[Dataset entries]

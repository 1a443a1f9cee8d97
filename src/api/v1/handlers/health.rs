/*
 * Responsibility
 * - GET /health (liveness)
 * - Public endpoint; also handy for verifying which middleware a request passes
 */
use axum::{Json, http::StatusCode, response::IntoResponse};
use serde_json::json;

pub async fn health() -> impl IntoResponse {
    (StatusCode::OK, Json(json!({"status": "ok"})))
}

What this task involves:
Repeat all of the data exactly.

Output:
repository 1a443a1f9cee8d97
filename src/api/v1/handlers/health.rs
/*
 * Responsibility
 * - GET /health (liveness)
 * - Public endpoint; also handy for verifying which middleware a request passes
 */
use axum::{Json, http::StatusCode, response::IntoResponse};
use serde_json::json;

pub async fn health() -> impl IntoResponse {
    (StatusCode::OK, Json(json!({"status": "ok"})))
}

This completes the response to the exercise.